The Miramichi riding was subsequently succeeded by the current Miramichi-Grand Lake riding, which lost the Belledune region and gained a portion of the Grand Lake region. Unlike Belledune, Grand Lake's name was added to the name of the riding in this redistribution. Miramichi-Grand Lake has been represented in the House of Commons since 2015.

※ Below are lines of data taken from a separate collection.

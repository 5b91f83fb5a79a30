//! Request context resolution from inbound headers.

use http::HeaderMap;
use http::header::AUTHORIZATION;
use portal_rpc_sdk::{BearerToken, ProcedureError, RequestContext};

use crate::config::PortalConfig;

/// Build the per-request context from headers and module configuration.
///
/// # Errors
/// `ProcedureError::Unauthorized` when the caller header is missing, blank or
/// not valid UTF-8.
pub fn resolve(headers: &HeaderMap, config: &PortalConfig) -> Result<RequestContext, ProcedureError> {
    let Some(caller_id) = headers
        .get(config.caller_header.as_str())
        .and_then(|v| v.to_str().ok())
        .map(str::trim)
        .filter(|v| !v.is_empty())
    else {
        tracing::debug!(header = %config.caller_header, "caller identity header missing");
        return Err(ProcedureError::Unauthorized);
    };

    let bearer_token = headers
        .get(AUTHORIZATION)
        .and_then(|v| v.to_str().ok())
        .and_then(extract_bearer_token)
        .map(BearerToken::new);

    Ok(RequestContext::new(caller_id)?
        .with_bearer_token(bearer_token)
        .with_base_url(config.effective_base_url())
        .with_mock_enabled(config.mock_enabled())
        .with_timeout(config.timeout())
        .with_insecure_http(config.allow_insecure_http))
}

/// Strip a leading `Bearer ` if present; anything else is taken verbatim.
fn extract_bearer_token(value: &str) -> Option<&str> {
    let token = value.strip_prefix("Bearer ").unwrap_or(value).trim();
    (!token.is_empty()).then_some(token)
}
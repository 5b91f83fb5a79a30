//! Static error catalog entries

use crate::problem::Problem;
use http::StatusCode;

/// One catalog entry: the fixed parts of a Problem for an error kind.
#[derive(Debug, Clone, Copy, PartialEq, Eq)]
pub struct ErrDef {
    pub status: u16,
    pub title: &'static str,
    pub code: &'static str,
    pub type_url: &'static str,
}

impl ErrDef {
    /// Convert this definition into a Problem with the given detail.
    #[inline]
    pub fn as_problem(&self, detail: impl Into<String>) -> Problem {
        // invalid codes fall back to 500
        let status = StatusCode::from_u16(self.status).unwrap_or(StatusCode::INTERNAL_SERVER_ERROR);
        Problem::new(status, self.title, detail.into())
            .with_code(self.code)
            .with_type(self.type_url)
    }
}
use portal_rpc_sdk::{LookupKey, MemberSearchFilters};
use tracing::instrument;

use super::base::{RestClient, ServiceResponse};
use super::options::ServiceOptions;
use crate::domain::error::ServiceError;

/// Client for the member backend.
pub struct MemberServiceClient {
    rest: RestClient,
}

impl MemberServiceClient {
    #[must_use]
    pub fn new(options: ServiceOptions) -> Self {
        Self {
            rest: RestClient::new(options),
        }
    }

    /// # Errors
    /// `MockNotImplemented` in mock mode, otherwise the raw backend failure.
    #[instrument(skip_all, fields(context = %self.rest.options().context, lookup = %lookup))]
    pub async fn get_member(
        &self,
        lookup: LookupKey,
        member_id: &str,
    ) -> Result<ServiceResponse, ServiceError> {
        const OPERATION: &str = "MemberService.getMember";
        self.rest.ensure_live(OPERATION)?;
        let url = self
            .rest
            .endpoint(&["members", lookup.as_str(), member_id], &[])?;
        self.rest.get(OPERATION, url).await
    }

    /// Same record as [`Self::get_member`] from the `/data` endpoint.
    ///
    /// # Errors
    /// `MockNotImplemented` in mock mode, otherwise the raw backend failure.
    #[instrument(skip_all, fields(context = %self.rest.options().context, lookup = %lookup))]
    pub async fn get_member_extended(
        &self,
        lookup: LookupKey,
        member_id: &str,
    ) -> Result<ServiceResponse, ServiceError> {
        const OPERATION: &str = "MemberService.getMemberExtended";
        self.rest.ensure_live(OPERATION)?;
        let url = self
            .rest
            .endpoint(&["members", lookup.as_str(), member_id, "data"], &[])?;
        self.rest.get(OPERATION, url).await
    }

    /// # Errors
    /// `MockNotImplemented` in mock mode, otherwise the raw backend failure.
    #[instrument(skip_all, fields(context = %self.rest.options().context))]
    pub async fn search_members(
        &self,
        filters: &MemberSearchFilters,
    ) -> Result<ServiceResponse, ServiceError> {
        const OPERATION: &str = "MemberService.searchMembers";
        self.rest.ensure_live(OPERATION)?;
        let url = self.rest.endpoint(&["members", "search"], &[])?;
        self.rest.post_json(OPERATION, url, filters).await
    }

    /// # Errors
    /// `MockNotImplemented` in mock mode, otherwise the raw backend failure.
    #[instrument(skip_all, fields(context = %self.rest.options().context, lookup = %lookup))]
    pub async fn get_eligibility(
        &self,
        lookup: LookupKey,
        member_id: &str,
        as_of_date: Option<&str>,
    ) -> Result<ServiceResponse, ServiceError> {
        const OPERATION: &str = "MemberService.getEligibility";
        self.rest.ensure_live(OPERATION)?;
        let query: Vec<_> = as_of_date
            .map(|d| ("asOfDate", d.to_owned()))
            .into_iter()
            .collect();
        let url = self
            .rest
            .endpoint(&["members", lookup.as_str(), member_id, "eligibility"], &query)?;
        self.rest.get(OPERATION, url).await
    }
}
use std::time::Duration;
use thiserror::Error;

/// Classification of URL validation failures.
///
/// Match on this instead of the unstable `reason` text.
#[derive(Debug, Clone, Copy, PartialEq, Eq)]
#[non_exhaustive]
pub enum InvalidUriKind {
    /// URL could not be parsed
    ParseError,
    /// URL has no host/authority component
    MissingAuthority,
    /// URL has no scheme
    MissingScheme,
}

/// HTTP client error types
#[derive(Error, Debug)]
#[non_exhaustive]
pub enum HttpError {
    /// Request building failed
    #[error("Failed to build request: {0}")]
    RequestBuild(#[from] http::Error),

    /// Invalid header name
    #[error("Invalid header name: {0}")]
    InvalidHeaderName(#[from] http::header::InvalidHeaderName),

    /// Invalid header value
    #[error("Invalid header value: {0}")]
    InvalidHeaderValue(#[from] http::header::InvalidHeaderValue),

    /// The request did not complete within the configured timeout
    #[error("Request timed out after {0:?}")]
    Timeout(Duration),

    /// Transport error (DNS, connect, reset, ...)
    #[error("Transport error: {0}")]
    Transport(#[source] Box<dyn std::error::Error + Send + Sync>),

    /// TLS setup error
    #[error("TLS error: {0}")]
    Tls(#[source] Box<dyn std::error::Error + Send + Sync>),

    /// Response body exceeded size limit
    #[error("Response body too large: limit {limit} bytes, got {actual} bytes")]
    BodyTooLarge { limit: usize, actual: usize },

    /// Non-2xx response status
    #[error("HTTP {status}: {body_preview}")]
    HttpStatus {
        status: http::StatusCode,
        body_preview: String,
        content_type: Option<String>,
    },

    /// JSON (de)serialization failed
    #[error("JSON parsing failed: {0}")]
    Json(#[from] serde_json::Error),

    /// URL could not be parsed or is not absolute.
    ///
    /// `reason` is diagnostic text for logs; match on `kind`.
    #[error("Invalid URL '{url}': {reason}")]
    InvalidUri {
        url: String,
        kind: InvalidUriKind,
        reason: String,
    },

    /// URL scheme rejected by the transport security mode
    #[error("URL scheme '{scheme}' not allowed: {reason}")]
    InvalidScheme { scheme: String, reason: String },
}

impl HttpError {
    /// Upstream status code, when the failure was a non-2xx response.
    #[must_use]
    pub fn status(&self) -> Option<http::StatusCode> {
        match self {
            Self::HttpStatus { status, .. } => Some(*status),
            _ => None,
        }
    }

    /// True when the request never produced a response (connect, TLS, timeout).
    #[must_use]
    pub fn is_transport(&self) -> bool {
        matches!(self, Self::Transport(_) | Self::Tls(_) | Self::Timeout(_))
    }
}

impl From<hyper::Error> for HttpError {
    fn from(err: hyper::Error) -> Self {
        HttpError::Transport(Box::new(err))
    }
}

impl From<hyper_util::client::legacy::Error> for HttpError {
    fn from(err: hyper_util::client::legacy::Error) -> Self {
        HttpError::Transport(Box::new(err))
    }
}
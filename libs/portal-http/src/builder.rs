use crate::client::{HttpClient, InnerService};
use crate::config::{HttpClientConfig, TlsRootConfig, TransportSecurity};
use crate::error::HttpError;
use crate::response::ResponseBody;
use crate::tls;
use crate::user_agent::UserAgentLayer;
use bytes::Bytes;
use http::Response;
use http_body_util::{BodyExt, Full};
use hyper_rustls::HttpsConnector;
use hyper_util::client::legacy::Client;
use hyper_util::client::legacy::connect::HttpConnector;
use hyper_util::rt::{TokioExecutor, TokioTimer};
use std::time::Duration;
use tower::timeout::TimeoutLayer;
use tower::{ServiceBuilder, ServiceExt};
use tower_http::decompression::DecompressionLayer;

/// Builder for [`HttpClient`].
pub struct HttpClientBuilder {
    config: HttpClientConfig,
}

impl HttpClientBuilder {
    #[must_use]
    pub fn new() -> Self {
        Self {
            config: HttpClientConfig::default(),
        }
    }

    #[must_use]
    pub fn with_config(config: HttpClientConfig) -> Self {
        Self { config }
    }

    /// Set the per-request timeout
    #[must_use]
    pub fn timeout(mut self, timeout: Duration) -> Self {
        self.config.request_timeout = timeout;
        self
    }

    #[must_use]
    pub fn user_agent(mut self, user_agent: impl Into<String>) -> Self {
        self.config.user_agent = user_agent.into();
        self
    }

    /// Set the maximum response body size
    #[must_use]
    pub fn max_body_size(mut self, size: usize) -> Self {
        self.config.max_body_size = size;
        self
    }

    /// Set transport security mode.
    ///
    /// `TransportSecurity::AllowInsecureHttp` is meant for local mock backends.
    #[must_use]
    pub fn transport(mut self, transport: TransportSecurity) -> Self {
        self.config.transport = transport;
        self
    }

    #[must_use]
    pub fn tls_roots(mut self, roots: TlsRootConfig) -> Self {
        self.config.tls_roots = roots;
        self
    }

    /// Build the client.
    ///
    /// Stack, outer to inner: Timeout -> UserAgent -> Decompression -> hyper.
    /// `send()` resolves to `Ok` for every HTTP status; non-2xx only becomes an
    /// error when the body is read through a checked accessor.
    ///
    /// # Errors
    /// Returns an error if TLS initialization fails or the user agent is invalid
    pub fn build(self) -> Result<HttpClient, HttpError> {
        if self.config.transport == TransportSecurity::AllowInsecureHttp {
            tracing::warn!("insecure HTTP enabled; use only against local mock backends");
        }

        let timeout = self.config.request_timeout;
        let https = build_https_connector(self.config.tls_roots, self.config.transport)?;

        let mut client_builder = Client::builder(TokioExecutor::new());
        // pool_timer is required for pool_idle_timeout to take effect
        client_builder
            .pool_timer(TokioTimer::new())
            .pool_max_idle_per_host(self.config.pool_max_idle_per_host)
            .http2_only(false);
        if let Some(idle) = self.config.pool_idle_timeout {
            client_builder.pool_idle_timeout(idle);
        }
        let hyper_client = client_builder.build::<_, Full<Bytes>>(https);

        let ua_layer = UserAgentLayer::try_new(&self.config.user_agent)?;

        let service = ServiceBuilder::new()
            .layer(TimeoutLayer::new(timeout))
            .layer(ua_layer)
            .layer(DecompressionLayer::new())
            .service(hyper_client);
        let service = service.map_response(box_response_body);
        let service = service.map_err(move |e: tower::BoxError| map_tower_error(e, timeout));

        Ok(HttpClient {
            service: InnerService::new(service),
            max_body_size: self.config.max_body_size,
            transport_security: self.config.transport,
        })
    }
}

impl Default for HttpClientBuilder {
    fn default() -> Self {
        Self::new()
    }
}

/// Map tower errors to `HttpError`, keeping the configured timeout duration.
fn map_tower_error(err: tower::BoxError, timeout: Duration) -> HttpError {
    if err.is::<tower::timeout::error::Elapsed>() {
        return HttpError::Timeout(timeout);
    }
    match err.downcast::<HttpError>() {
        Ok(http_err) => *http_err,
        Err(other) => HttpError::Transport(other),
    }
}

fn box_response_body<B>(response: Response<B>) -> Response<ResponseBody>
where
    B: hyper::body::Body<Data = Bytes> + Send + Sync + 'static,
    B::Error: Into<Box<dyn std::error::Error + Send + Sync>>,
{
    let (parts, body) = response.into_parts();
    let boxed_body: ResponseBody = body.map_err(Into::into).boxed();
    Response::from_parts(parts, boxed_body)
}

/// # Errors
/// `HttpError::Tls` when native roots are requested but unavailable.
fn build_https_connector(
    tls_roots: TlsRootConfig,
    transport: TransportSecurity,
) -> Result<HttpsConnector<HttpConnector>, HttpError> {
    let allow_http = transport == TransportSecurity::AllowInsecureHttp;

    let builder = match tls_roots {
        TlsRootConfig::WebPki => hyper_rustls::HttpsConnectorBuilder::new()
            .with_provider_and_webpki_roots(tls::crypto_provider())
            .map_err(|e| HttpError::Tls(Box::new(e)))?,
        TlsRootConfig::Native => {
            let client_config =
                tls::native_roots_client_config().map_err(|e| HttpError::Tls(e.into()))?;
            hyper_rustls::HttpsConnectorBuilder::new().with_tls_config(client_config)
        }
    };

    let connector = if allow_http {
        builder.https_or_http().enable_all_versions().build()
    } else {
        builder.https_only().enable_all_versions().build()
    };
    Ok(connector)
}
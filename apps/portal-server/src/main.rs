mod config;
mod logging;
mod shutdown;

use std::path::PathBuf;
use std::sync::Arc;

use anyhow::{Context, Result};
use clap::{Parser, Subcommand};
use portal_rpc::PortalRouter;
use portal_rpc::api::rest::routes;

use crate::config::{AppConfig, CliOverrides};

/// Portal Server - RPC gateway for the member, claims and benefits backends
#[derive(Parser)]
#[command(name = "portal-server")]
#[command(about = "Portal Server - RPC gateway for the member, claims and benefits backends")]
#[command(version)]
struct Cli {
    /// Path to configuration file
    #[arg(short, long)]
    config: Option<PathBuf>,

    /// Port override for HTTP server (overrides config)
    #[arg(short, long)]
    port: Option<u16>,

    /// Print effective configuration (JSON) and exit
    #[arg(long)]
    print_config: bool,

    /// Log verbosity level (-v info, -vv debug, -vvv trace)
    #[arg(short, long, action = clap::ArgAction::Count)]
    verbose: u8,

    /// Force mock mode: no backend is called
    #[arg(long)]
    mock: bool,

    #[command(subcommand)]
    command: Option<Commands>,
}

#[derive(Subcommand)]
enum Commands {
    /// Start the server
    Run,
    /// Validate configuration and exit
    Check,
}

#[tokio::main]
async fn main() -> Result<()> {
    let cli = Cli::parse();

    if let Some(path) = &cli.config
        && !path.is_file()
    {
        anyhow::bail!("config file does not exist: {}", path.display());
    }

    let mut config = AppConfig::load(cli.config.as_deref())?;
    config.apply_cli_overrides(CliOverrides {
        port: cli.port,
        mock: cli.mock,
        verbose: cli.verbose,
    });

    if cli.print_config {
        println!("{}", config.to_pretty_json()?);
        return Ok(());
    }

    match cli.command.unwrap_or(Commands::Run) {
        Commands::Run => run_server(config).await,
        Commands::Check => check_config(&config),
    }
}

fn check_config(config: &AppConfig) -> Result<()> {
    config.validate()?;
    println!("Configuration is valid");
    println!("{}", config.to_pretty_json()?);
    Ok(())
}

async fn run_server(config: AppConfig) -> Result<()> {
    logging::init(&config.logging)?;
    config.validate()?;

    let portal = Arc::new(PortalRouter::new(config.portal.clone()));
    let app = routes::router(portal);

    let listener = tokio::net::TcpListener::bind(config.server.bind_addr)
        .await
        .with_context(|| format!("failed to bind {}", config.server.bind_addr))?;
    tracing::info!(
        addr = %listener.local_addr()?,
        environment = ?config.portal.environment,
        mock = config.portal.mock_enabled(),
        "portal server listening"
    );

    axum::serve(listener, app)
        .with_graceful_shutdown(async {
            if let Err(e) = shutdown::wait_for_shutdown().await {
                tracing::error!(error = %e, "shutdown signal handling failed");
            }
        })
        .await
        .context("server error")?;

    tracing::info!("portal server stopped");
    Ok(())
}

Northumberland/Northumberland—Miramichi

The riding was created in 1867 as "Northumberland" riding, but in 1914 the same name was given to a riding in Ontario. In 1955 this inconvenience was relieved by renaming the New Brunswick riding to "Northumberland—Miramichi".
Until 1966, Northumberland—Miramichi consisted solely of Northumberland County, but due to declining populations, parts of northern Kent County, near present-day Kouchibouguac National Park, were added. In 1987, Northumberland—Miramichi was abolished when it was redistributed into Miramichi and Beauséjour ridings.

Miramichi

Miramichi riding was created in 1987 primarily from Northumberland—Miramichi riding, and incorporating parts of Acadie—Bathurst, Madawaska—Restigouche and York—Sunbury ridings.

Between 1987 and 1996, Miramichi also included a small part of York County, and in 2003, a large area to the north, including Allardville and Belledune, was added to the riding.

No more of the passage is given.